As long as the DJNZ is looping, the _RET_ is ignored. When the DJNZ would otherwise fall through, the _RET_ is executed.

Sorry for having made another change. I just realized this was going to make big improvements in code density, so I did it.

What makes things go really fast is the ALTI instruction. Being able to in-line a random instruction has lots of speed and density benefits.

Roy Eltham · 2017-03-14 01:20

This is looking really slick. The _ret_ thing seems like a reasonable change, no need to apologize.

Seems like Spin2 is going to be a lot more capable than Spin1 was. I often resort to PASM to do most things on P1, might not need as much PASM on P2.

cgracey · 2017-03-14 01:29

The %0000 code was not very useful. Any instruction that had that would never execute. There might have been some utility in it, but it's way more useful being used as an 'always' condition, like %1111, but with some special behavior.

ozpropdev · 2017-03-14 01:33

Looks good Chip.
I like the "_ret_ " addition too.

Peter Jakacki · 2017-03-14 01:35

Vectored execution with ALTI to handle an instruction or a call, SWEET!

David Betz · 2017-03-14 01:41

cgracey wrote: »

The %0000 code was not very useful. Any instruction that had that would never execute. There might have been some utility in it, but it's way more useful being used as an 'always' condition, like %1111, but with some special behavior.

True but what is the instruction encoding for NOP now?

cgracey · 2017-03-14 01:49

David Betz wrote: »

cgracey wrote: »

The %0000 code was not very useful. Any instruction that had that would never execute. There might have been some utility in it, but it's way more useful being used as an 'always' condition, like %1111, but with some special behavior.

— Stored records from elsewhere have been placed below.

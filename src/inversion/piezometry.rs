//! Piezometric level trend and aquifer behavior
//!
//! Ordinary least squares of level against elapsed days, with a two-sided
//! Student-t significance test on the slope, plus two heuristic lookups:
//! amplitude band and reactivity (std/mean of the levels).

use statrs::distribution::{ContinuousCDF, StudentsT};
use tracing::info;

use super::diagnostics::linear_regression;
use crate::config::PiezometryConfig;
use crate::error::{require_points, Result};
use crate::types::{
    AmplitudeBand, AquiferBehavior, LevelSeries, LevelStatistics, PiezometryReport, Reactivity,
    TrendDirection, TrendReport,
};

const MODEL: &str = "piezometry";

/// Level series trend analyzer.
#[derive(Debug, Clone, Default, PartialEq)]
pub struct TrendAnalyzer {
    config: PiezometryConfig,
}

impl TrendAnalyzer {
    pub fn new(config: PiezometryConfig) -> Self {
        Self { config }
    }

    /// Statistics, trend and behavior in one report.
    pub fn analyze(&self, series: &LevelSeries) -> Result<PiezometryReport> {
        let statistics = self.statistics(series)?;
        let trend = self.trend(series)?;
        let behavior = self.behavior(&statistics);

        info!(
            slope_m_per_year = trend.slope_m_per_year,
            r_squared = trend.r_squared,
            amplitude = statistics.amplitude,
            interpretation = %trend.interpretation,
            "Piezometric analysis complete"
        );

        Ok(PiezometryReport {
            statistics,
            trend,
            behavior,
        })
    }

    /// Min, max, mean, population std and amplitude of the levels.
    pub fn statistics(&self, series: &LevelSeries) -> Result<LevelStatistics> {
        require_points(MODEL, series.len(), 1)?;
        let levels = series.levels();
        let n = levels.len() as f64;
        let min = levels.iter().copied().fold(f64::INFINITY, f64::min);
        let max = levels.iter().copied().fold(f64::NEG_INFINITY, f64::max);
        let mean = levels.iter().sum::<f64>() / n;
        let std = (levels.iter().map(|v| (v - mean).powi(2)).sum::<f64>() / n).sqrt();
        Ok(LevelStatistics {
            n_points: levels.len(),
            min,
            max,
            mean,
            std,
            amplitude: max - min,
        })
    }

    /// Stable below the threshold, rising strictly above it; everything else,
    /// including a slope of exactly +threshold, reads as falling.
    fn direction(&self, slope_m_per_year: f64) -> TrendDirection {
        let threshold = self.config.stable_slope_m_per_year;
        if slope_m_per_year.abs() < threshold {
            TrendDirection::Stable
        } else if slope_m_per_year > threshold {
            TrendDirection::Rising
        } else {
            TrendDirection::Falling
        }
    }

    /// Least-squares trend of level against elapsed days.
    pub fn trend(&self, series: &LevelSeries) -> Result<TrendReport> {
        require_points(MODEL, series.len(), self.config.min_points)?;
        let days = series.elapsed_days();
        let line = linear_regression(days, series.levels())?;

        let slope_m_per_year = line.slope * self.config.days_per_year;
        let direction = self.direction(slope_m_per_year);
        let interpretation = match direction {
            TrendDirection::Stable => "Stable".to_string(),
            TrendDirection::Rising => format!("Rising ({slope_m_per_year:.3} m/yr)"),
            TrendDirection::Falling => format!("Falling ({slope_m_per_year:.3} m/yr)"),
        };

        Ok(TrendReport {
            slope_m_per_day: line.slope,
            slope_m_per_year,
            intercept: line.intercept,
            r_squared: line.r_squared,
            p_value: slope_p_value(line.slope, line.slope_std_error, line.n),
            std_error: line.slope_std_error,
            direction,
            interpretation,
            trend_line: days.iter().map(|&d| line.predict(d)).collect(),
        })
    }

    /// Amplitude band and reactivity from the level statistics.
    pub fn behavior(&self, statistics: &LevelStatistics) -> AquiferBehavior {
        let c = &self.config;
        let behavior = if statistics.amplitude > c.amplitude_high_m {
            AmplitudeBand::High
        } else if statistics.amplitude > c.amplitude_moderate_m {
            AmplitudeBand::Moderate
        } else {
            AmplitudeBand::Low
        };

        let std_normalized = if statistics.mean > 0.0 {
            statistics.std / statistics.mean
        } else {
            0.0
        };
        let reactivity = if std_normalized > c.reactivity_high {
            Reactivity::VeryReactive
        } else if std_normalized > c.reactivity_moderate {
            Reactivity::Reactive
        } else {
            Reactivity::Sluggish
        };

        AquiferBehavior {
            behavior,
            reactivity,
            amplitude_m: statistics.amplitude,
            std_normalized,
        }
    }
}

/// Two-sided p-value of a regression slope, Student t with n − 2 dof.
fn slope_p_value(slope: f64, std_error: f64, n: usize) -> f64 {
    if n < 3 {
        return 1.0;
    }
    if std_error <= 0.0 {
        // exact fit: any non-zero slope is certain
        return if slope == 0.0 { 1.0 } else { 0.0 };
    }
    let t_stat = slope / std_error;
    match StudentsT::new(0.0, 1.0, (n - 2) as f64) {
        Ok(dist) => (2.0 * (1.0 - dist.cdf(t_stat.abs()))).clamp(0.0, 1.0),
        Err(_) => 1.0,
    }
}
//! Shared data structures for hydrogeological parameter inversion
//!
//! - Inputs: `TestMeasurementSeries`, `InjectionTest`, `LevelSeries`, `SpatialSample`
//! - Inverter outputs: `TheisFit`, `CooperJacobFit`, `LefrancFit`, `PorchetFit`,
//!   `LugeonResult`, `PiezometryReport`, wrapped by `FittedModel`
//! - Explanation layer: `ValidationReport`, `AnomalyReport`, `RecommendationSet`

mod series;
mod fits;
mod reports;

pub use series::*;
pub use fits::*;
pub use reports::*;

True but what is the instruction encoding for NOP now?

I was thinking 'WAITX #0'.

jmg · 2017-03-14 01:53

cgracey wrote: »

David Betz wrote: »

cgracey wrote: »

The %0000 code was not very useful. Any instruction that had that would never execute. There might have been some utility in it, but it's way more useful being used as an 'always' condition, like %1111, but with some special behavior.

True but what is the instruction encoding for NOP now?

I was thinking 'WAITX #0'.

What about making blank Flash a NOP, which means 0xffffffff ?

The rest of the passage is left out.